Latest Products

Quick notes on Cyber-crime

Wednesday 22 March 2017



Cyber-crime is not new but is becoming more prevalent. There is and will always be those who try to access your sensitive data; thus, moving beyond the ‘set and forget’ approach is now vital in this risk and compliance area.

Jamie Rubbi-Clarke, Associate Director of Control Risks, addressed the importance of cyber security and looked at cyber risk and techniques to mitigate it.

 

Some key points to consider
 
  • Phishing techniques are increasingly advanced
“It is a vector for lots different cyber-attacks,” Rubbi-Clarke said. “If criminals are getting better at these emails, it stands to reason that phishing based attacks  will also be more successful.”
He added that criminals are getting better at tailoring their emails. This means they could be using data acquired from underground forums that may have been leaked about an organisation and its employees as a result of pervious breaches.



  • Ransomware
“We are seeing an increase in ransomware because it is still working, and ransomware is a really good example of a free market in practice.
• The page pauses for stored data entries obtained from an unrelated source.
//! Step execution: prompt construction, response folding, lexical scoring.
//!
//! `StepExecutor::execute` never fails at the signature level. Transport
//! errors, stream errors, and empty output all fold into a `StepResult`
//! with `success=false` or sentinel text, so the orchestrator can apply its
//! continue-on-failure policy over plain data.
//!
//! Scoring is deliberately crude: the agent's output is unstructured natural
//! language, so the executor only checks for lexical markers and defers real
//! verification to the validation runner.

use regex::Regex;
use serde::{Deserialize, Serialize};
use std::sync::Arc;
use std::sync::LazyLock;
use std::time::Instant;

use crate::agent::{collect_response, AgentClient, AgentResponse};
use crate::config::RunMode;
use crate::plan::{Module, Step, StepIntent};

/// Character budget for `StepResult::summary`, including the `...` suffix.
pub const SUMMARY_MAX_CHARS: usize = 320;

/// Character budget for the previous-attempt summary embedded in refiner
/// prompts.
pub const PREVIOUS_SUMMARY_MAX_CHARS: usize = 240;

static PASS_RE: LazyLock<Regex> = LazyLock::new(|| Regex::new(r"\bpass(ed)?\b").unwrap());
static VERIFIED_RE: LazyLock<Regex> = LazyLock::new(|| Regex::new(r"\bverified?\b").unwrap());
static VERIFY_MENTION_RE: LazyLock<Regex> =
    LazyLock::new(|| Regex::new(r"(?i)test|verify|lint").unwrap());

/// Which attempt at a step this execution is.
#[derive(Debug, Clone, Copy, PartialEq, Eq, Serialize, Deserialize)]
#[serde(rename_all = "lowercase")]
pub enum StepVariant {
    /// First attempt
    Primary,
    /// Second attempt informed by the first
    Refiner,
}

impl std::fmt::Display for StepVariant {
    fn fmt(&self, f: &mut std::fmt::Formatter<'_>) -> std::fmt::Result {
        match self {
            StepVariant::Primary => write!(f, "primary"),
            StepVariant::Refiner => write!(f, "refiner"),
        }
    }
}

/// Everything one execution call needs. Lives only for that call.
pub struct StepExecutionInput<'a> {
    pub step: &'a Step,
    pub module: &'a Module,
    pub mode: RunMode,
    pub variant: StepVariant,
    /// Primary pass result, set only for refiner variants
    pub previous: Option<&'a StepResult>,
}

/// Execution record shaped like a shell execution so agent steps and
/// validation commands log uniformly.
#[derive(Debug, Clone, Serialize, Deserialize)]
pub struct ExecutionRecord {
    /// Label, e.g. "agent:dependency-upgrade-modify:primary"
    pub command: String,
    pub output: String,
    pub duration_ms: u64,
    #[serde(skip_serializing_if = "Option::is_none")]
    pub error: Option<String>,
}

/// Outcome of one step execution.
#[derive(Debug, Clone, Serialize, Deserialize)]
pub struct StepResult {
    pub step_id: String,
    pub variant: StepVariant,
    pub success: bool,
    /// Whitespace-collapsed, at most `SUMMARY_MAX_CHARS` chars, never empty
    pub summary: String,
    /// Full collected text, or the error text, never empty
    pub detail: String,
    /// Heuristic quality estimate in [0,1]; 0 exactly when failed
    pub score: f64,
    pub duration_ms: u64,
    pub execution: ExecutionRecord,
    pub notes: Vec<String>,
}

/// Bridges one planned step to the agent collaborator.
pub struct StepExecutor {
    agent: Arc<dyn AgentClient>,
}

impl StepExecutor {
    pub fn new(agent: Arc<dyn AgentClient>) -> Self {
        Self { agent }
    }

    /// Execute one step. All failures fold into the returned result.
    pub async fn execute(&self, input: StepExecutionInput<'_>) -> StepResult {
        let prompt = build_prompt(&input);

        let started = Instant::now();
        let response = match self.agent.send(&prompt).await {
            Ok(stream) => collect_response(stream).await,
            // Transport failure is treated exactly like an in-stream error
            Err(err) => AgentResponse {
                content: String::new(),
                error: Some(err.to_string()),
            },
        };
        let duration_ms = started.elapsed().as_millis() as u64;

        assemble_result(&input, response, duration_ms)
    }
}

fn assemble_result(
    input: &StepExecutionInput<'_>,
    response: AgentResponse,
    duration_ms: u64,
) -> StepResult {
    let success = response.error.is_none();
    let error_text = response.error.clone().unwrap_or_default();

    // Summary prefers collected content; an error message stands in only
    // when the agent produced nothing.
    let source = if response.content.trim().is_empty() {
        error_text.as_str()
    } else {
        response.content.as_str()
    };
    let summary = summarize_result(source);
    let detail = if source.trim().is_empty() {
        "No output".to_string()
    } else {
        source.to_string()
    };

    let score = if success { score_output(&detail) } else { 0.0 };

    let mut notes = Vec::new();
    if !success {
        notes.push("Step failed".to_string());
    }
    if input.step.intent == StepIntent::Verify && !VERIFY_MENTION_RE.is_match(&summary) {
        notes.push("Verification step did not mention tests/lint".to_string());
    }

    StepResult {
        step_id: input.step.id.clone(),
        variant: input.variant,
        success,
        execution: ExecutionRecord {
            command: format!("agent:{}:{}", input.step.id, input.variant),
            output: detail.clone(),
            duration_ms,
            error: response.error,
        },
        summary,
        detail,
        score,
        duration_ms,
        notes,
    }
}

/// Collapse whitespace and truncate to the summary budget. Empty input maps
/// to the literal "No output".
pub fn summarize_result(text: &str) -> String {
    let collapsed: String = text.split_whitespace().collect::<Vec<_>>().join(" ");
    if collapsed.is_empty() {
        "No output".to_string()
    } else {
        truncate_chars(&collapsed, SUMMARY_MAX_CHARS)
    }
}

/// Truncate to at most `max_chars` characters, `...` suffix included.
fn truncate_chars(text: &str, max_chars: usize) -> String {
    if text.chars().count() <= max_chars {
        text.to_string()
    } else {
        let head: String = text.chars().take(max_chars - 3).collect();
        format!("{}...", head)
    }
}

/// Fixed lexical heuristic for successful steps: 0.6 base, +0.2 for a
/// pass/verified marker, +0.1 for mentioning tests or lint, capped at 1.0.
fn score_output(output: &str) -> f64 {
    let lowered = output.to_lowercase();
    let mut score: f64 = 0.6;
    if PASS_RE.is_match(&lowered) || VERIFIED_RE.is_match(&lowered) {
        score += 0.2;
    }
    if lowered.contains("test") || lowered.contains("lint") {
        score += 0.1;
    }
    score.min(1.0)
}

fn build_prompt(input: &StepExecutionInput<'_>) -> String {
    let mut prompt = format!(
        "You are performing a repository upgrade in {} mode.\n",
        input.mode
    );
    match input.variant {
        StepVariant::Primary => {
            prompt.push_str("This is the primary attempt at the step below.\n");
        }
        StepVariant::Refiner => {
            prompt.push_str(
                "This is a refiner pass: produce an improved, corrected version of the previous attempt.\n",
            );
        }
    }

    prompt.push_str(&format!(
        "\n## MODULE\n{} (scope: {})\n",
        input.module.label,
        input.module.scope.join(", ")
    ));
    prompt.push_str(&format!(
        "\n## STEP\n[{}] {}\n",
        input.step.intent, input.step.description
    ));
    if let Some(guidance) = &input.step.prompt {
        prompt.push_str(&format!("\n## GUIDANCE\n{}\n", guidance));
    }

    // Informational only: the validation runner decides what actually runs
    if !input.module.codemod_commands.is_empty() {
        prompt.push_str(&format!(
            "\n## SUGGESTED CODEMOD COMMANDS (informational)\n{}\n",
            input.module.codemod_commands.join("\n")
        ));
    }
    if !input.module.validation_commands.is_empty() {
        prompt.push_str(&format!(
            "\n## SUGGESTED VALIDATION COMMANDS (informational)\n{}\n",
            input.module.validation_commands.join("\n")
        ));
    }

    if input.variant == StepVariant::Refiner {
        if let Some(previous) = input.previous {
            if !previous.summary.is_empty() {
                prompt.push_str(&format!(
                    "\n## PREVIOUS ATTEMPT\n{}\n",
                    truncate_chars(&previous.summary, PREVIOUS_SUMMARY_MAX_CHARS)
                ));
            }
        }
    }

    prompt.push_str(
        "\n## REPORTING\nSummarize the work concisely, flag any remaining risk, and prefer commands and tests scoped to this module's paths.\n",
    );
    prompt
}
There are lot of lots criminals groups in underground forums coming up with different variants of ransomware, seeing what would work, and then pooling their resources into the most successful operations.”

He added that one of the trends is not only to try convince an organisation to release the files, but also then to threaten to leak those files publically. 
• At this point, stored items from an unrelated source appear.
//! Module/step state machine and lifecycle events.
//!
//! The orchestrator walks the plan strictly in order: modules, then steps
//! within each module. Later steps and modules may depend on tree mutations
//! made by earlier ones, so nothing here runs concurrently. Every transition
//! is announced to registered observers; an observer panic never aborts the
//! run.

use chrono::Utc;
use serde::{Deserialize, Serialize};
use std::panic::{catch_unwind, AssertUnwindSafe};
use std::sync::Arc;
use uuid::Uuid;

use crate::agent::AgentClient;
use crate::config::RunMode;
use crate::executor::{StepExecutionInput, StepExecutor, StepResult, StepVariant};
use crate::plan::{Module, Plan};
use crate::report::{ModuleReport, ModuleStatus, RepoUpgradeReport, RunStatus};

/// Events emitted during a run, in emission order.
#[derive(Debug, Clone, Serialize, Deserialize)]
#[serde(tag = "type", rename_all = "snake_case")]
pub enum RunEvent {
    /// A module is about to execute its steps.
    ModuleStarted {
        module_id: String,
        label: String,
        step_count: usize,
    },
    /// One step variant finished (primary or refiner).
    StepCompleted {
        module_id: String,
        step_id: String,
        variant: StepVariant,
        success: bool,
        score: f64,
        summary: String,
    },
    /// A module reached a terminal status. Skipped modules emit this
    /// without a preceding `ModuleStarted`.
    ModuleCompleted {
        module_id: String,
        status: ModuleStatus,
    },
    /// The whole run reached a terminal status.
    RunCompleted { status: RunStatus },
}

/// Receives lifecycle events synchronously, in emission order.
pub trait RunObserver: Send + Sync {
    fn on_event(&self, event: &RunEvent);
}

/// Drives a plan to a report.
pub struct Orchestrator {
    executor: StepExecutor,
    mode: RunMode,
    continue_on_failure: bool,
    observers: Vec<Arc<dyn RunObserver>>,
}

impl Orchestrator {
    pub fn new(agent: Arc<dyn AgentClient>, mode: RunMode, continue_on_failure: bool) -> Self {
        Self {
            executor: StepExecutor::new(agent),
            mode,
            continue_on_failure,
            observers: Vec::new(),
        }
    }

    pub fn add_observer(&mut self, observer: Arc<dyn RunObserver>) {
        self.observers.push(observer);
    }

    /// Execute every module in the plan. Step failures become data; the
    /// only way this degrades is through module/run statuses.
    pub async fn run(&self, plan: &Plan) -> RepoUpgradeReport {
        let run_id = Uuid::new_v4();
        let started_at = Utc::now();

        let mut modules: Vec<ModuleReport> = Vec::with_capacity(plan.modules.len());
        let mut abort = false;

        for module in &plan.modules {
            if abort {
                modules.push(self.skip_module(module));
                continue;
            }

            let report = self.run_module(module).await;
            if report.status == ModuleStatus::Failed && !self.continue_on_failure {
                abort = true;
            }
            modules.push(report);
        }

        let any_failed = modules.iter().any(|m| m.status == ModuleStatus::Failed);
        let any_skipped = modules.iter().any(|m| m.status == ModuleStatus::Skipped);
        let status = if any_failed && !self.continue_on_failure {
            if any_skipped {
                RunStatus::Partial
            } else {
                RunStatus::Failed
            }
        } else {
            RunStatus::Completed
        };

        self.emit(RunEvent::RunCompleted { status });

        RepoUpgradeReport::new(run_id, started_at, status, modules)
    }

    async fn run_module(&self, module: &Module) -> ModuleReport {
        self.emit(RunEvent::ModuleStarted {
            module_id: module.id.clone(),
            label: module.label.clone(),
            step_count: module.steps.len(),
        });

        let mut steps: Vec<StepResult> = Vec::new();
        let mut not_attempted: Vec<String> = Vec::new();
        let mut failed = false;

        for step in &module.steps {
            if failed {
                not_attempted.push(step.id.clone());
                continue;
            }

            let primary = self
                .executor
                .execute(StepExecutionInput {
                    step,
                    module,
                    mode: self.mode,
                    variant: StepVariant::Primary,
                    previous: None,
                })
                .await;
            self.emit_step(module, &primary);

            // In refiner modes the second pass always runs and its result
            // decides the step, even when the primary already failed.
            let step_success = if self.mode.runs_refiner() {
                let refiner = self
                    .executor
                    .execute(StepExecutionInput {
                        step,
                        module,
                        mode: self.mode,
                        variant: StepVariant::Refiner,
                        previous: Some(&primary),
                    })
                    .await;
                self.emit_step(module, &refiner);
                let success = refiner.success;
                steps.push(primary);
                steps.push(refiner);
                success
            } else {
                let success = primary.success;
                steps.push(primary);
                success
            };

            if !step_success {
                failed = true;
            }
        }

        let status = if failed {
            ModuleStatus::Failed
        } else {
            ModuleStatus::Completed
        };
        self.emit(RunEvent::ModuleCompleted {
            module_id: module.id.clone(),
            status,
        });

        ModuleReport {
            module_id: module.id.clone(),
            label: module.label.clone(),
            status,
            steps,
            not_attempted,
            validations: Vec::new(),
        }
    }

    fn skip_module(&self, module: &Module) -> ModuleReport {
        self.emit(RunEvent::ModuleCompleted {
            module_id: module.id.clone(),
            status: ModuleStatus::Skipped,
        });
        ModuleReport {
            module_id: module.id.clone(),
            label: module.label.clone(),
            status: ModuleStatus::Skipped,
            steps: Vec::new(),
            not_attempted: module.steps.iter().map(|s| s.id.clone()).collect(),
            validations: Vec::new(),
        }
    }

    fn emit_step(&self, module: &Module, result: &StepResult) {
        self.emit(RunEvent::StepCompleted {
            module_id: module.id.clone(),
            step_id: result.step_id.clone(),
            variant: result.variant,
            success: result.success,
            score: result.score,
            summary: result.summary.clone(),
        });
    }

    fn emit(&self, event: RunEvent) {
        for observer in &self.observers {
            // Observers are untrusted; contain their panics
            let _ = catch_unwind(AssertUnwindSafe(|| observer.on_event(&event)));
        }
    }
}
//! Typed error hierarchy for the refit orchestrator.
//!
//! Three enums cover the three failure domains:
//! - `PlanningError`: structural problems building the module plan; fatal
//! - `AgentError`: agent subprocess submission failures; folded into step results
//! - `ValidationError`: shell command failures; folded into validation outcomes
//!
//! Only planning errors (and genuinely unexpected I/O) escape to the caller;
//! step and validation failures travel as data so the orchestrator can apply
//! its continue-on-failure policy.

use std::path::PathBuf;
use thiserror::Error;

/// Errors raised while deriving the upgrade plan from a working directory.
#[derive(Debug, Error)]
pub enum PlanningError {
    #[error("working directory {path} does not exist or is not a directory")]
    NotADirectory { path: PathBuf },

    #[error("failed to read working directory {path}: {source}")]
    UnreadableDirectory {
        path: PathBuf,
        #[source]
        source: std::io::Error,
    },
}

/// Errors raised when submitting a prompt to the agent collaborator.
///
/// These cover transport-level failures only. Errors reported *inside* the
/// agent's event stream arrive as `AgentEvent::Error` and never surface here.
#[derive(Debug, Error)]
pub enum AgentError {
    #[error("failed to spawn agent command `{command}`: {source}")]
    Spawn {
        command: String,
        #[source]
        source: std::io::Error,
    },

    #[error("agent process stdin unavailable")]
    StdinUnavailable,

    #[error("agent process stdout unavailable")]
    StdoutUnavailable,

    #[error("failed to write prompt to agent stdin: {source}")]
    Stdin {
        #[source]
        source: std::io::Error,
    },
}

/// Errors raised by the shell collaborator when running a validation command.
#[derive(Debug, Error)]
pub enum ValidationError {
    /// The command ran but exited non-zero. Carries whatever output was
    /// captured so the caller can fold it into the validation record.
    #[error("{message}")]
    CommandFailed {
        stdout: String,
        stderr: String,
        message: String,
    },

    #[error("failed to spawn `{command}`: {source}")]
    Spawn {
        command: String,
        #[source]
        source: std::io::Error,
    },

    #[error("failed to run `{command}`: {source}")]
    Io {
        command: String,
        #[source]
        source: std::io::Error,
    },
}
“There was quite a funny one that emerged months ago, if you can call this kind of thing funny,” Rubbi-Clarke said. “Unfortunately, once you’ve been a victim to this and your files have been encrypted, you can either pay the ransom, or you can pass that infection on to two other people and you won’t have to pay the fine.“


 

Regulation
“You are likely to be bound by one or more regulations, so obviously in Australia, you have the Privacy Amendment Bill that talks about notification, if you have been breached,” he said.

Also, Chinese cyber security regulation will go live in June of 2017, so companies with data in China need to be aware of their regulatory obligations in that space.
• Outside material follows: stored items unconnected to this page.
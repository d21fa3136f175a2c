//! Upgrade plan model and derivation for the refit orchestrator.
//!
//! This module provides:
//! - `Plan`, `Module`, `Step`: the static description of one upgrade run
//! - `PlanBuilder`: derives a plan from a working directory's top-level layout
//!
//! Plan derivation is deterministic for a given directory structure and scope
//! list, and never executes a step.

use serde::{Deserialize, Serialize};
use std::collections::BTreeSet;
use std::path::{Path, PathBuf};

use crate::errors::PlanningError;

/// What a step is meant to do within its module.
#[derive(Debug, Clone, Copy, PartialEq, Eq, Serialize, Deserialize)]
#[serde(rename_all = "lowercase")]
pub enum StepIntent {
    /// Change the tree within the module's scope
    Modify,
    /// Check the changes without introducing new ones
    Verify,
}

impl std::fmt::Display for StepIntent {
    fn fmt(&self, f: &mut std::fmt::Formatter<'_>) -> std::fmt::Result {
        match self {
            StepIntent::Modify => write!(f, "modify"),
            StepIntent::Verify => write!(f, "verify"),
        }
    }
}

/// One atomic unit of work within a module. Immutable once planned.
#[derive(Debug, Clone, PartialEq, Serialize, Deserialize)]
pub struct Step {
    /// Step identifier (e.g. "dependency-upgrade-modify")
    pub id: String,
    /// What the step is meant to do
    pub intent: StepIntent,
    /// Human-readable description sent to the agent
    pub description: String,
    /// Optional free-text guidance appended to the prompt
    #[serde(default, skip_serializing_if = "Option::is_none")]
    pub prompt: Option<String>,
}

impl Step {
    pub fn new(id: &str, intent: StepIntent, description: &str) -> Self {
        Self {
            id: id.to_string(),
            intent,
            description: description.to_string(),
            prompt: None,
        }
    }

    pub fn with_prompt(mut self, prompt: Option<String>) -> Self {
        self.prompt = prompt;
        self
    }
}

/// A scoped group of upgrade steps sharing a path scope and command set.
///
/// Read-only during execution; outcome data lives on the report side.
#[derive(Debug, Clone, PartialEq, Serialize, Deserialize)]
pub struct Module {
    /// Module identifier (e.g. "dependency-upgrade")
    pub id: String,
    /// Human-readable label
    pub label: String,
    /// Path prefixes/patterns this module covers
    pub scope: Vec<String>,
    /// Ordered steps
    pub steps: Vec<Step>,
    /// Suggested codemod commands, shown to the agent as guidance and
    /// never executed by refit
    #[serde(default)]
    pub codemod_commands: Vec<String>,
    /// Shell commands that objectively check the module's result
    #[serde(default)]
    pub validation_commands: Vec<String>,
}

/// Ordered sequence of modules for one run. Built once; immutable thereafter.
#[derive(Debug, Clone, Serialize, Deserialize)]
pub struct Plan {
    /// Directory the plan was derived from
    pub working_dir: PathBuf,
    /// Modules in execution order
    pub modules: Vec<Module>,
}

impl Plan {
    /// Total number of steps across all modules.
    pub fn step_count(&self) -> usize {
        self.modules.iter().map(|m| m.steps.len()).sum()
    }
}

/// Package ecosystems recognized by the plan builder.
#[derive(Debug, Clone, Copy, PartialEq, Eq)]
enum Ecosystem {
    Cargo,
    Node,
    Python,
    Go,
}

impl Ecosystem {
    /// Manifest file that marks this ecosystem, in detection order.
    const ALL: [(Ecosystem, &'static str); 4] = [
        (Ecosystem::Cargo, "Cargo.toml"),
        (Ecosystem::Node, "package.json"),
        (Ecosystem::Python, "pyproject.toml"),
        (Ecosystem::Go, "go.mod"),
    ];

    fn codemod_command(&self) -> &'static str {
        match self {
            Ecosystem::Cargo => "cargo update --dry-run",
            Ecosystem::Node => "npm outdated",
            Ecosystem::Python => "pip list --outdated",
            Ecosystem::Go => "go list -u -m all",
        }
    }

    fn validation_command(&self) -> &'static str {
        match self {
            Ecosystem::Cargo => "cargo test",
            Ecosystem::Node => "npm test --silent",
            Ecosystem::Python => "python -m pytest -q",
            Ecosystem::Go => "go test ./...",
        }
    }
}

/// Source directories that mark code worth modernizing.
const SOURCE_DIRS: [&str; 3] = ["src", "lib", "app"];

/// Directories that mark an existing test suite.
const TEST_DIRS: [&str; 3] = ["tests", "test", "spec"];

/// Derives an upgrade plan from a working directory.
///
/// Detection looks at top-level entries only. Modules always appear in the
/// same order: dependency upgrade, source modernization, test hardening
/// (when a test directory exists), then one module per additional scope.
pub struct PlanBuilder {
    working_dir: PathBuf,
    additional_scopes: Vec<String>,
    objective: Option<String>,
}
“You must be aware what kind of data you hold on Chinese nationals, and to think about how you transfer that data outside of China,” Rubbi-Clarke said.

He added there is also the General Data Protection Regulation (GDPR) that covers the European Union (EU), where companies can be fined four percent of their global revenue for non-compliance.

“It doesn’t matter if you are in Australia,” Rubbi-Clarke said. “If you are providing a service to EU citizens, you still fall into the ambit of this particular piece of regulation.”